Sunday, February 26, 2006

FUEL

So, what did I think of FUEL? That' s the first question. The second question is; who actually cares what I thought of FUEL? Well I might just answer those questions...

As far as FUEL's go, I was a little bit disappointed. The music was pretty good, but I think I get tired of the same ones over and over. I mean, it seems that when new songs come out, we sing them to death, and then they are just forgotten. But when somebody plays it again it's just like "whoa, this is SO old!!!" So maybe a variety would be good... The other thing being that we use heaps of hillsong and stuff but kinda neglect some of the other Christian artists who actually I find have much more meaningful and catchy lyrics. I know heaps of people say it, but it really is a lot about us. Is it actually right to sing a song that talks about how we wanna fight, how we're gonna be out there amongst the thick of it when we're sitting(standing) in a church? I don't know, it just tends to irk me a little. Of course, those songs have their place and I often find they stir me up a bit and they certainly make me think but nevertheless, we use them too often. But I don't want to bag out anything without following up with a compliment... I found the worship leaders (and I'm hesitant to call them that) very energetic and passionate which is always a plus. They all obviously loved being up there singing and it clearly wasn't about showing off or being about them... they were just doing there thing for Jesus. So I really like that. By the way, Nathaneal really needs a haircut... LOL

The speaker was Sarah from an AOG church at Browns Plains. She spoke about how only 4% of the millenial generation (who I'm guessing are those born in 2000, although she said it was my generation, but it's not, because I am Y but anyway...) will hold core Biblical beliefs, whereas, 35% of the baby boomer gen considered themselves Christians. Her point of course being that summed up, our world is pretty warped having had 35% Christians, imagine what it will be like with only 4%. She rattled off statistics of what kids watch on TV, talked about music and media and computer games and how they can corrupt our minds. It was the standard kinda thing and I know that sounds harsh, but it was still valid. She also told us to go home and smash our dodgey material... Overall, I think the things she said were good, but needed to be less of her and more scriptual references. From what I remember, only two pieces of scripture were used and that was "Everything is permissable, but not everything is beneficial" and the part of Psalm 139 where it talks about God knowing us from the start, knitting in womb etc etc. I wonder if the message would have been stronger if she'd allowed God to have His say more??? But, one of the positives was that God was able to speak a lot to me in terms of, so what does all of this mean in my life? How do I apply it? I have ideas, but I shall keep these to myself for the time being! I tell you what, I'm totally for an analogy right now...

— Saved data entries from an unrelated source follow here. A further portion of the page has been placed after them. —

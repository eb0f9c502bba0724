/// Rounds a byte count up to the block alignment.
///
/// The alignment is two machine words, the same as the block header.
///
/// # Examples
///
/// ```rust
/// use std::mem;
/// use firstfit::align;
///
/// match mem::size_of::<usize>() {
///     8 => assert_eq!(align!(13), 16), // 64 bit machine.
///     4 => assert_eq!(align!(11), 16), // 32 bit machine.
///     _ => {},
/// };
/// ```
#[macro_export]
macro_rules! align {
  ($value:expr) => {
    $crate::align_to!($value, $crate::ALIGNMENT)
  };
}

/// Rounds `value` up to a multiple of `to`, which must be a power of two.
///
/// ```rust
/// use firstfit::align_to;
///
/// assert_eq!(align_to!(1, 4096), 4096);
/// assert_eq!(align_to!(8192, 4096), 8192);
/// ```
#[macro_export]
macro_rules! align_to {
  ($value:expr, $to:expr) => {
    ($value + $to - 1) & !($to - 1)
  };
}

/// Like [`align_to!`], but `None` where the rounded value would overflow.
pub const fn checked_align_to(
  value: usize,
  to: usize,
) -> Option<usize> {
  match value.checked_add(to - 1) {
    Some(padded) => Some(padded & !(to - 1)),
    None => None,
  }
}
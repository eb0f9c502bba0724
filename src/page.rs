//! Page supply for the heap.
//!
//! The heap never talks to the operating system directly. It asks a
//! [`PageSource`] for raw extents and keeps them for its whole lifetime.

use std::{io, ptr, ptr::NonNull};

use log::debug;

use crate::align::checked_align_to;

/// A run of fresh memory handed out by a [`PageSource`].
#[derive(Debug, Clone, Copy, PartialEq, Eq)]
pub struct Extent {
  start: NonNull<u8>,
  len: usize,
}

impl Extent {
  /// Describes `len` bytes starting at `start`.
  ///
  /// # Safety
  ///
  /// `start..start + len` must be valid for reads and writes, zeroed, and
  /// owned by nobody else for as long as the receiving heap lives.
  pub const unsafe fn new(
    start: NonNull<u8>,
    len: usize,
  ) -> Self {
    Self { start, len }
  }

  pub const fn start(&self) -> NonNull<u8> {
    self.start
  }

  pub const fn len(&self) -> usize {
    self.len
  }

  pub const fn is_empty(&self) -> bool {
    self.len == 0
  }
}

#[derive(Debug, thiserror::Error)]
pub enum SourceError {
  #[error("page source exhausted: requested {requested} bytes, {remaining} remaining")]
  Exhausted { requested: usize, remaining: usize },
  #[error("request for {requested} bytes overflows the address space")]
  TooLarge { requested: usize },
  #[error("failed to map {len} bytes")]
  Map {
    len: usize,
    #[source]
    source: io::Error,
  },
}

/// Supplier of zero-initialised memory extents.
///
/// Implementations must only ever return granularity-aligned extents whose
/// length is a multiple of [`granularity`](PageSource::granularity) and which
/// never overlap an extent returned earlier. Extents are never given back.
pub trait PageSource {
  /// Allocation unit of the source, a power of two.
  fn granularity(&self) -> usize;

  /// Hands out at least `min_bytes` fresh bytes.
  fn obtain(
    &mut self,
    min_bytes: usize,
  ) -> Result<Extent, SourceError>;
}

/// Page size of the running system.
pub fn page_size() -> usize {
  let size = unsafe { libc::sysconf(libc::_SC_PAGESIZE) };
  if size <= 0 { 4096 } else { size as usize }
}

/// A capped, `sbrk`-like page source.
///
/// Reserves `capacity` bytes of address space with a single anonymous mapping
/// and hands it out front to back, so consecutive extents are contiguous.
/// Once the reservation is used up every request fails with
/// [`SourceError::Exhausted`].
pub struct MmapSource {
  base: NonNull<u8>,
  capacity: usize,
  brk: usize,
  page_size: usize,
}

impl MmapSource {
  pub fn new(capacity: usize) -> Result<Self, SourceError> {
    let page_size = page_size();
    let Some(capacity) = checked_align_to(capacity.max(1), page_size) else {
      return Err(SourceError::TooLarge { requested: capacity });
    };

    let address = unsafe {
      libc::mmap(
        ptr::null_mut(),
        capacity,
        libc::PROT_READ | libc::PROT_WRITE,
        libc::MAP_PRIVATE | libc::MAP_ANONYMOUS | libc::MAP_NORESERVE,
        -1,
        0,
      )
    };

    if address == libc::MAP_FAILED {
      return Err(SourceError::Map {
        len: capacity,
        source: io::Error::last_os_error(),
      });
    }

    let Some(base) = NonNull::new(address.cast::<u8>()) else {
      return Err(SourceError::Map {
        len: capacity,
        source: io::Error::other("mmap returned null"),
      });
    };

    debug!("reserved {capacity} bytes at {base:?}");

    Ok(Self {
      base,
      capacity,
      brk: 0,
      page_size,
    })
  }

  /// Total bytes reserved.
  pub const fn capacity(&self) -> usize {
    self.capacity
  }

  /// Bytes not yet handed out.
  pub const fn remaining(&self) -> usize {
    self.capacity - self.brk
  }

  /// Current break: the first address not yet handed out.
  pub fn brk(&self) -> *const u8 {
    unsafe { self.base.as_ptr().add(self.brk) }
  }
}

impl PageSource for MmapSource {
  fn granularity(&self) -> usize {
    self.page_size
  }

  fn obtain(
    &mut self,
    min_bytes: usize,
  ) -> Result<Extent, SourceError> {
    let remaining = self.remaining();
    let Some(len) = checked_align_to(min_bytes.max(1), self.page_size) else {
      return Err(SourceError::TooLarge { requested: min_bytes });
    };

    if len > remaining {
      return Err(SourceError::Exhausted {
        requested: len,
        remaining,
      });
    }

    let start = unsafe { NonNull::new_unchecked(self.base.as_ptr().add(self.brk)) };
    self.brk += len;

    Ok(unsafe { Extent::new(start, len) })
  }
}

impl Drop for MmapSource {
  fn drop(&mut self) {
    unsafe { libc::munmap(self.base.as_ptr().cast(), self.capacity) };
  }
}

My life is kind of like a stew at the moment. A lot of raw things have gone into it and for a while now, the Chef has been carefully adding and changing things to make it just right for tasting. Now it just has to sit and cook/simmer (I dunno the right word) for a while and then eventually, the finished product will come out and people will see why it's taken so long...
I am the stew and I'm not gonna say that people will find me amazing, but I know God's got it all covered.

So all in all, FUEL was pretty good, worth going to, worth spending time with God and I got stuff out of it. The other thing being that I actually left really happy. At the end I went and prayed down the front and I had about 4 people ask if I needed prayer and I said no, because I was actually laughing and smiling coz I was happy to be in God's presence. Truth is, little of the prayer was for me either, it was just nice to spend that time with God reflecting, joking and praying for the people around me. It was good good. Coolies.